*** Opening of Provided information ***
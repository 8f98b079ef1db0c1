//! The `TableWriter` trait implemented by all backend writers.

use crate::{TableResult, TableRow, TableSchema, Value};

/// Trait implemented by the CSV, SQLite, and Parquet writers.
///
/// Object safe so the pipeline can hold a `Vec<Box<dyn TableWriter>>` of the
/// backends enabled at run time.
pub trait TableWriter {
    /// Short backend name for log lines.
    fn backend(&self) -> &'static str;

    /// Write a whole table, replacing any previous contents.
    ///
    /// Every row must hold one value per column of `schema`.
    fn write_table(&mut self, schema: &TableSchema, rows: &[Vec<Value>]) -> TableResult<()>;

    /// Flush and close all underlying handles.
    ///
    /// Idempotent; safe to call more than once.
    fn finish(&mut self) -> TableResult<()>;
}

/// Write typed rows through any backend.
pub fn write_rows<R: TableRow>(writer: &mut dyn TableWriter, rows: &[R]) -> TableResult<()> {
    let values: Vec<Vec<Value>> = rows.iter().map(TableRow::values).collect();
    writer.write_table(&R::SCHEMA, &values)?;
    tracing::debug!(
        backend = writer.backend(),
        table = R::SCHEMA.table,
        rows = rows.len(),
        "table written"
    );
    Ok(())
}
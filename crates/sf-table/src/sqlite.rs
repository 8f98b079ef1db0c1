//! SQLite output backend (feature `sqlite`).
//!
//! Creates a single `steelflow.db` in the output directory.  Each table is
//! stored under its persistence name with an autoincrement `id` followed by
//! the persisted columns only; stage-file columns are left out.  A table is
//! replaced on every write, in one transaction.

use std::path::Path;

use rusqlite::Connection;
use rusqlite::types::Value as SqlValue;

use crate::writer::TableWriter;
use crate::{TableResult, TableSchema, Value};

/// Database file name inside the output directory.
pub const DB_FILE: &str = "steelflow.db";

/// Writes stage tables to an SQLite database.
pub struct SqliteWriter {
    conn:     Connection,
    finished: bool,
}

impl SqliteWriter {
    /// Open (or create) `steelflow.db` in `dir`.
    pub fn new(dir: &Path) -> TableResult<Self> {
        std::fs::create_dir_all(dir)?;
        let conn = Connection::open(dir.join(DB_FILE))?;
        conn.execute_batch(
            "PRAGMA journal_mode = WAL;
             PRAGMA synchronous  = NORMAL;",
        )?;
        Ok(Self { conn, finished: false })
    }
}

fn to_sql(value: &Value) -> SqlValue {
    match value {
        Value::Text(s)    => SqlValue::Text(s.clone()),
        Value::Real(x)    => SqlValue::Real(*x),
        Value::Int(n)     => SqlValue::Integer(*n),
        Value::Date(_) | Value::DateTime(_) => SqlValue::Text(value.to_cell()),
    }
}

fn create_statement(schema: &TableSchema) -> String {
    let columns: Vec<String> = schema
        .persisted()
        .map(|(_, c)| format!("{} {}", c.name, c.ty.sql_type()))
        .collect();
    format!(
        "CREATE TABLE {} (id INTEGER PRIMARY KEY AUTOINCREMENT, {})",
        schema.table,
        columns.join(", ")
    )
}

fn insert_statement(schema: &TableSchema) -> String {
    let names: Vec<&str> = schema.persisted().map(|(_, c)| c.name).collect();
    let params: Vec<String> = (1..=names.len()).map(|i| format!("?{i}")).collect();
    format!(
        "INSERT INTO {} ({}) VALUES ({})",
        schema.table,
        names.join(", "),
        params.join(", ")
    )
}

impl TableWriter for SqliteWriter {
    fn backend(&self) -> &'static str {
        "sqlite"
    }

    fn write_table(&mut self, schema: &TableSchema, rows: &[Vec<Value>]) -> TableResult<()> {
        let positions: Vec<usize> = schema.persisted().map(|(i, _)| i).collect();

        let tx = self.conn.unchecked_transaction()?;
        tx.execute_batch(&format!("DROP TABLE IF EXISTS {};", schema.table))?;
        tx.execute_batch(&create_statement(schema))?;
        {
            let mut stmt = tx.prepare_cached(&insert_statement(schema))?;
            for row in rows {
                stmt.execute(rusqlite::params_from_iter(
                    positions.iter().map(|&i| to_sql(&row[i])),
                ))?;
            }
        }
        tx.commit()?;
        Ok(())
    }

    fn finish(&mut self) -> TableResult<()> {
        if self.finished {
            return Ok(());
        }
        self.finished = true;
        self.conn
            .execute_batch("PRAGMA wal_checkpoint(TRUNCATE);")?;
        Ok(())
    }
}
//! Unit tests for sf-plant.

use chrono::NaiveDate;

use sf_core::SimCalendar;
use sf_network::{LocationKind, Network, NetworkBuilder, PlantConfig, RouteConfig};

fn year_2023() -> SimCalendar {
    SimCalendar::new(NaiveDate::from_ymd_opt(2023, 1, 1).unwrap(), 365)
}

fn single_plant(capacity_mtpa: f64) -> Network {
    let cfg = PlantConfig {
        id:                "P900".into(),
        name:              "Test Steel Plant".into(),
        capacity_mtpa,
        past_export:       1.0,
        coal_sources:      vec![RouteConfig::new("Test Mine", LocationKind::Mine, 40.0)],
        limestone_sources: vec![RouteConfig::new("Test Quarry", LocationKind::Mine, 20.0)],
        export_ports:      vec![RouteConfig::new("Test Port", LocationKind::Port, 300.0)],
    };
    NetworkBuilder::from_configs(&[cfg]).unwrap().build()
}

#[cfg(test)]
mod totals {
    use crate::{AnnualTotals, TotalValue};

    #[test]
    fn empty_figure_uses_its_default() {
        let t = AnnualTotals::parse("12", "", "7.5");
        assert_eq!(t, AnnualTotals { coal_mt: 12.0, limestone_mt: 4.0, steel_mt: 7.5 });
    }

    #[test]
    fn invalid_figure_resets_all() {
        assert_eq!(AnnualTotals::parse("12", "lots", "7"), AnnualTotals::default());
        assert_eq!(AnnualTotals::parse("-1", "4", "7"), AnnualTotals::default());
        assert_eq!(
            AnnualTotals::resolve(Some(&TotalValue::Number(f64::INFINITY)), None, None),
            AnnualTotals::default()
        );
    }

    #[test]
    fn absent_figures_default() {
        let steel = TotalValue::Number(3.0);
        let t = AnnualTotals::resolve(None, None, Some(&steel));
        assert_eq!(t.steel_tonnes(), 3_000_000.0);
        assert_eq!(t.coal_mt, 10.0);
    }
}

#[cfg(test)]
mod series {
    use sf_core::SimRng;

    use crate::series::{daily_exports, train_arrivals};

    #[test]
    fn exports_sum_to_yearly() {
        let mut rng = SimRng::new(11);
        for yearly in [1_000_000.0, 3_456_789.01, 0.0, 17.0] {
            let s = daily_exports(yearly, 365, &mut rng);
            assert_eq!(s.len(), 365);
            let sum: f64 = s.iter().sum();
            assert!((sum - yearly).abs() <= 0.01, "sum {sum} vs {yearly}");
            assert!(s.iter().all(|&d| d >= 0.0));
        }
    }

    #[test]
    fn arrivals_partition_total() {
        let mut rng = SimRng::new(5);
        let total = 2_000_123.45;
        let a = train_arrivals(total, 365, 5_000.0, 10_000.0, &mut rng);
        let sum: f64 = a.iter().sum();
        assert!((sum - total).abs() <= 0.01, "sum {sum}");
        // At least total / max loads were placed.
        assert!(a.iter().filter(|&&x| x > 0.0).count() >= 150);
    }

    #[test]
    fn arrivals_for_small_total() {
        let mut rng = SimRng::new(5);
        let a = train_arrivals(1_234.5, 10, 5_000.0, 10_000.0, &mut rng);
        assert_eq!(a.iter().filter(|&&x| x > 0.0).count(), 1);
        assert!((a.iter().sum::<f64>() - 1_234.5).abs() < 1e-9);
    }
}

#[cfg(test)]
mod simulator {
    use sf_core::{SimRng, round2};

    use super::*;
    use crate::{AnnualTotals, PlantError, PlantParams, PlantStockSimulator, allocate};

    #[test]
    fn one_plant_one_megatonne() {
        let network = single_plant(4.0);
        let totals = AnnualTotals { coal_mt: 1.0, limestone_mt: 0.43, steel_mt: 1.0 };
        let rows = PlantStockSimulator::default()
            .run(&network, &totals, year_2023(), &mut SimRng::new(42))
            .unwrap();
        assert_eq!(rows.len(), 365);
        let exported: f64 = rows.iter().map(|r| r.steel_exported_tonnes).sum();
        assert!((exported - 1_000_000.0).abs() <= 0.01, "exported {exported}");
        assert!(rows.iter().all(|r| r.steel_exported_tonnes >= 0.0));
        let arrived: f64 = rows.iter().map(|r| r.coal_arrived_tonnes).sum();
        assert!((arrived - 1_000_000.0).abs() <= 0.01);
    }

    #[test]
    fn stock_stays_within_targets() {
        let network = Network::default_catalog().unwrap();
        let totals = AnnualTotals::default();
        let sim = PlantStockSimulator::default();
        let rows = sim.run(&network, &totals, year_2023(), &mut SimRng::new(7)).unwrap();
        assert_eq!(rows.len(), 365 * 5);

        let allocations = allocate(&network, &totals);
        for row in &rows {
            let plant = network.plant_by_name(&row.plant_name).unwrap();
            let (max_coal, max_limestone) = sim.stock_limits(&allocations[plant.index()], 365);
            assert!(row.coal_eod_stock_tonnes >= row.min_stock_target_tonnes);
            assert!(row.coal_eod_stock_tonnes <= round2(max_coal));
            assert!(row.limestone_eod_stock_tonnes >= round2(max_limestone * 0.2));
            assert!(row.limestone_eod_stock_tonnes <= round2(max_limestone));
        }
    }

    #[test]
    fn rows_ordered_by_date_then_plant() {
        let network = Network::default_catalog().unwrap();
        let rows = PlantStockSimulator::default()
            .run(&network, &AnnualTotals::default(), SimCalendar::new(year_2023().start, 3), &mut SimRng::new(1))
            .unwrap();
        let codes: Vec<&str> = rows[..5].iter().map(|r| r.plant_id.as_str()).collect();
        assert_eq!(codes, ["P001", "P002", "P003", "P004", "P005"]);
        assert!(rows.windows(2).all(|w| w[0].date <= w[1].date));
    }

    #[test]
    fn cumulative_export_within_capacity() {
        // 20 Mt against a 4 Mt plant: the allocation is capped.
        let network = single_plant(4.0);
        let totals = AnnualTotals { coal_mt: 20.0, limestone_mt: 8.0, steel_mt: 20.0 };
        let rows = PlantStockSimulator::default()
            .run(&network, &totals, year_2023(), &mut SimRng::new(3))
            .unwrap();
        let last = rows.last().unwrap();
        assert!(last.cumulative_capacity_utilization_percent <= 100.0);
        let exported: f64 = rows.iter().map(|r| r.steel_exported_tonnes).sum();
        assert!(exported <= 4_000_000.0 + 0.01);
    }

    #[test]
    fn allocation_follows_past_export() {
        let network = Network::default_catalog().unwrap();
        let allocations = allocate(&network, &AnnualTotals::default());
        let total: f64 = allocations.iter().map(|a| a.yearly_export).sum();
        assert!((total - 6_000_000.0).abs() < 0.05);
        // Bhilai: 3.4 of 12.2 past export.
        assert!((allocations[0].yearly_export - 6_000_000.0 * 3.4 / 12.2).abs() < 0.01);
        let coal: f64 = allocations.iter().map(|a| a.yearly_coal).sum();
        assert!((coal - 10_000_000.0).abs() < 0.05);
    }

    #[test]
    fn same_seed_same_log() {
        let network = Network::default_catalog().unwrap();
        let sim = PlantStockSimulator::default();
        let a = sim.run(&network, &AnnualTotals::default(), year_2023(), &mut SimRng::new(9)).unwrap();
        let b = sim.run(&network, &AnnualTotals::default(), year_2023(), &mut SimRng::new(9)).unwrap();
        assert_eq!(a, b);
    }

    #[test]
    fn rejects_empty_calendar_and_bad_params() {
        let network = single_plant(1.0);
        let err = PlantStockSimulator::default()
            .run(&network, &AnnualTotals::default(), SimCalendar::new(year_2023().start, 0), &mut SimRng::new(1))
            .unwrap_err();
        assert!(matches!(err, PlantError::EmptyCalendar));

        let params = PlantParams { min_per_train: 0.0, ..PlantParams::default() };
        assert!(matches!(PlantStockSimulator::new(params), Err(PlantError::InvalidParams(_))));
    }
}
*** Close of Provided information ***
What to produce: Would you show all lines of the material above that contain the word "codes"?

Output of the task:
        let codes: Vec<&str> = rows[..5].iter().map(|r| r.plant_id.as_str()).collect();
        assert_eq!(codes, ["P001", "P002", "P003", "P004", "P005"]);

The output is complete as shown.